Forum Moderators: open
The Goal:
Making H1 tags that don't put extra margin between the heading and the following paragraph copy.
The Problem:
Netscape 4.x (as is often the case, right?)
The Answer:
Netscape 4.x gives the desired result if the H1 tag has a zero margin-bottom and the following P tag has a NEGATIVE margin-top. The CSS file looks like this:
h1 {margin-bottom:0em}
p.nogap {margin-top:-1em}
Yes, it works in Netscape 4.x, but with these style declarations, all the other browsers will OVERLAP the paragraph and the heading. So I used a simple test -- if (document.layers) -- to serve Netscape 4.x its own stylesheet, with the styles you see above. Every other browser gets:
h1 {margin-bottom:0em}
p.nogap {margin-top:0em}
I have tested this on Win98 with Explorer 6.0, Netscape 4.77 and 6.1, and Opera 5.12 (with all 5 spoofs). I would appreciate reports from any Mac tests.
H1 test page [pages.prodigy.net]
Aside:
I noticed something else weird with Netscape 4.77. If you View Source, you get the source code with the JavaScript sniffer already executed. All the other browsers, including Netscape 6 give the unexecuted Javascript.
Very nice effect.
Brian
<HEAD> <script type=text/javascript language="JavaScript"> </HEAD>
<TITLE>H Tag Test</TITLE>
<!--
if (document.layers)
document.write('<link rel=stylesheet href="testn4.css">')

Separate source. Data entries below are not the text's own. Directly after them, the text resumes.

impl CycleScheduler {
    /// Create a stopped scheduler
    ///
    /// # Errors
    ///
    /// `InvalidArgument` when the interval, failure threshold or history
    /// capacity is zero.
    pub fn new(
        settings: SchedulerSettings,
        runner: Arc<dyn CycleRunner>,
        alerts: Arc<AlertLog>,
        emergency: Arc<EmergencyState>,
        events: SharedEventBus,
    ) -> Result<Self> {
        if settings.interval_ms == 0 {
            return Err(Error::invalid_argument("scheduler interval must be positive"));
        }
        if settings.max_consecutive_failures == 0 {
            return Err(Error::invalid_argument(
                "max_consecutive_failures must be positive",
            ));
        }
        if settings.history_capacity == 0 {
            return Err(Error::invalid_argument("history_capacity must be positive"));
        }
        let counters = Counters {
            state: SchedulerState::Stopped,
            current_cycle: 0,
            consecutive_failures: 0,
            interval_ms: settings.interval_ms,
            started_at: None,
            total_cycles: 0,
            successful_cycles: 0,
            last_cycle: None,
        };
        let history = CycleHistory::new(settings.history_retention_secs, settings.history_capacity);
        Ok(Self {
            core: Arc::new(SchedulerCore {
                settings,
                runner,
                alerts,
                emergency,
                events,
                counters: Mutex::new(counters),
                history: Mutex::new(history),
                cycle_gate: tokio::sync::Mutex::new(()),
            }),
            timers: tokio::sync::Mutex::new(None),
        })
    }

    /// Start cycling: run cycle #1 now, then one cycle per interval
    ///
    /// Starting a running scheduler does nothing; starting a paused one
    /// resumes it.
    pub async fn start(&self) -> Result<()> {
        let mut timers = self.timers.lock().await;
        match self.core.state() {
            SchedulerState::Running => return Ok(()),
            SchedulerState::Paused => {
                drop(timers);
                self.resume().await;
                return Ok(());
            }
            SchedulerState::Stopped => {}
        }

        let (interval_ms, current_cycle) = {
            let mut counters = self.core.counters();
            counters.state = SchedulerState::Running;
            counters.started_at = Some(Instant::now());
            (counters.interval_ms, counters.current_cycle)
        };
        info!(interval_ms, current_cycle, "Scheduler started");
        self.core
            .publish(DomainEvent::SchedulerStarted {
                interval_ms,
                current_cycle,
            })
            .await;

        self.core.tick().await;
        *timers = Some(SchedulerCore::arm(&self.core, interval_ms));
        Ok(())
    }

    /// Stop cycling and disarm the timer
    ///
    /// Waits for an in-progress cycle to finish.
    pub async fn stop(&self) -> Result<()> {
        let mut timers = self.timers.lock().await;
        if self.core.state() == SchedulerState::Stopped {
            return Ok(());
        }
        if let Some(armed) = timers.take() {
            armed.shutdown().await;
        }
        let current_cycle = {
            let mut counters = self.core.counters();
            counters.state = SchedulerState::Stopped;
            counters.started_at = None;
            counters.current_cycle
        };
        info!(current_cycle, "Scheduler stopped");
        self.core
            .publish(DomainEvent::SchedulerStopped { current_cycle })
            .await;
        Ok(())
    }

    /// Suspend cycling without disarming the timer
    ///
    /// Returns `false` when the scheduler was not running.
    pub async fn pause(&self) -> bool {
        if !self
            .core
            .transition(SchedulerState::Running, SchedulerState::Paused)
        {
            return false;
        }
        self.core.publish(DomainEvent::SchedulerPaused).await;
        self.core
            .alerts
            .raise(AlertSeverity::Info, SCHEDULER_SOURCE, "Scheduler paused")
            .await;
        true
    }

    /// Resume a paused scheduler
    ///
    /// Refused while emergency mode is active; returns `false` when nothing
    /// changed.
    pub async fn resume(&self) -> bool {
        if self.core.emergency.is_active() {
            warn!("Resume refused while emergency mode is active");
            return false;
        }
        if !self
            .core
            .transition(SchedulerState::Paused, SchedulerState::Running)
        {
            return false;
        }
        self.core.publish(DomainEvent::SchedulerResumed).await;
        self.core
            .alerts
            .raise(AlertSeverity::Info, SCHEDULER_SOURCE, "Scheduler resumed")
            .await;
        true
    }

    /// Change the cycle interval
    ///
    /// A running scheduler restarts (stop, then start). A paused one re-arms
    /// its timer and stays paused. A stopped one just remembers the value.
    pub async fn set_interval_ms(&self, interval_ms: u64) -> Result<()> {
        if interval_ms == 0 {
            return Err(Error::invalid_argument("scheduler interval must be positive"));
        }
        let state = {
            let mut counters = self.core.counters();
            counters.interval_ms = interval_ms;
            counters.state
        };
        info!(interval_ms, state = ?state, "Scheduler interval changed");

        match state {
            SchedulerState::Running => {
                self.stop().await?;
                self.start().await?;
            }
            SchedulerState::Paused => {
                let mut timers = self.timers.lock().await;
                if let Some(armed) = timers.take() {
                    armed.shutdown().await;
                }
                *timers = Some(SchedulerCore::arm(&self.core, interval_ms));
            }
            SchedulerState::Stopped => {}
        }
        Ok(())
    }

    /// Run one cycle right away, regardless of state
    pub async fn run_cycle_now(&self) -> CycleRecord {
        self.core.run_cycle().await
    }

    /// Run the health monitor check right away
    pub async fn run_health_check(&self) -> Alert {
        self.core.health_check().await
    }

    /// Enter emergency mode and pause
    ///
    /// Returns `false` when emergency mode was already on.
    pub async fn enable_emergency_mode(&self, reason: &str) -> bool {
        self.core.enter_emergency(reason).await
    }

    /// Leave emergency mode, reset the failure streak and resume
    ///
    /// Returns `false` when emergency mode was already off.
    pub async fn disable_emergency_mode(&self) -> bool {
        if !self
            .core
            .emergency
            .deactivate("cleared by operator")
            .await
        {
            return false;
        }
        self.core.counters().consecutive_failures = 0;
        if self
            .core
            .transition(SchedulerState::Paused, SchedulerState::Running)
        {
            self.core.publish(DomainEvent::SchedulerResumed).await;
        }
        self.core
            .alerts
            .raise(
                AlertSeverity::Info,
                SCHEDULER_SOURCE,
                "Emergency mode cleared, normal operations resumed",
            )
            .await;
        true
    }

    /// Current lifecycle state
    pub fn state(&self) -> SchedulerState {
        self.core.state()
    }

    /// Full status snapshot
    pub fn status(&self) -> SchedulerStatus {
        let emergency_mode = self.core.emergency.is_active();
        let emergency_reason = self.core.emergency.reason();
        let unresolved_alerts = self.core.alerts.unresolved();
        let counters = self.core.counters();
        SchedulerStatus {
            state: counters.state,
            emergency_mode,
            emergency_reason,
            current_cycle: counters.current_cycle,
            consecutive_failures: counters.consecutive_failures,
            interval_ms: counters.interval_ms,
            uptime_secs: counters.started_at.map(|t| t.elapsed().as_secs()),
            total_cycles: counters.total_cycles,
            successful_cycles: counters.successful_cycles,
            last_cycle: counters.last_cycle.clone(),
            unresolved_alerts,
        }
    }

    /// The `limit` most recent cycles, oldest first
    pub fn cycle_history(&self, limit: usize) -> Vec<CycleRecord> {
        self.core.history().recent(limit)
    }

    /// Alert log the scheduler writes to
    pub fn alerts(&self) -> &Arc<AlertLog> {
        &self.core.alerts
    }

    /// Emergency flag the scheduler honors
    pub fn emergency(&self) -> &Arc<EmergencyState> {
        &self.core.emergency
    }

    /// Settings the scheduler was created with
    pub fn settings(&self) -> &SchedulerSettings {
        &self.core.settings
    }
}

else document.write('<link rel=stylesheet href="test.css">')
//-->
</script>
If you View Source in Netscape 4.x, you will only see:
<HEAD> <LINK rel=stylesheet href="testn4.css">
<TITLE>H Tag Test</TITLE>
</HEAD>
In other words, the javascript is already run, and only the results are shown.
I'm very excited about this. I much prefer the no-gap look for headings, but I would not give up H1 tags just to get this appearance.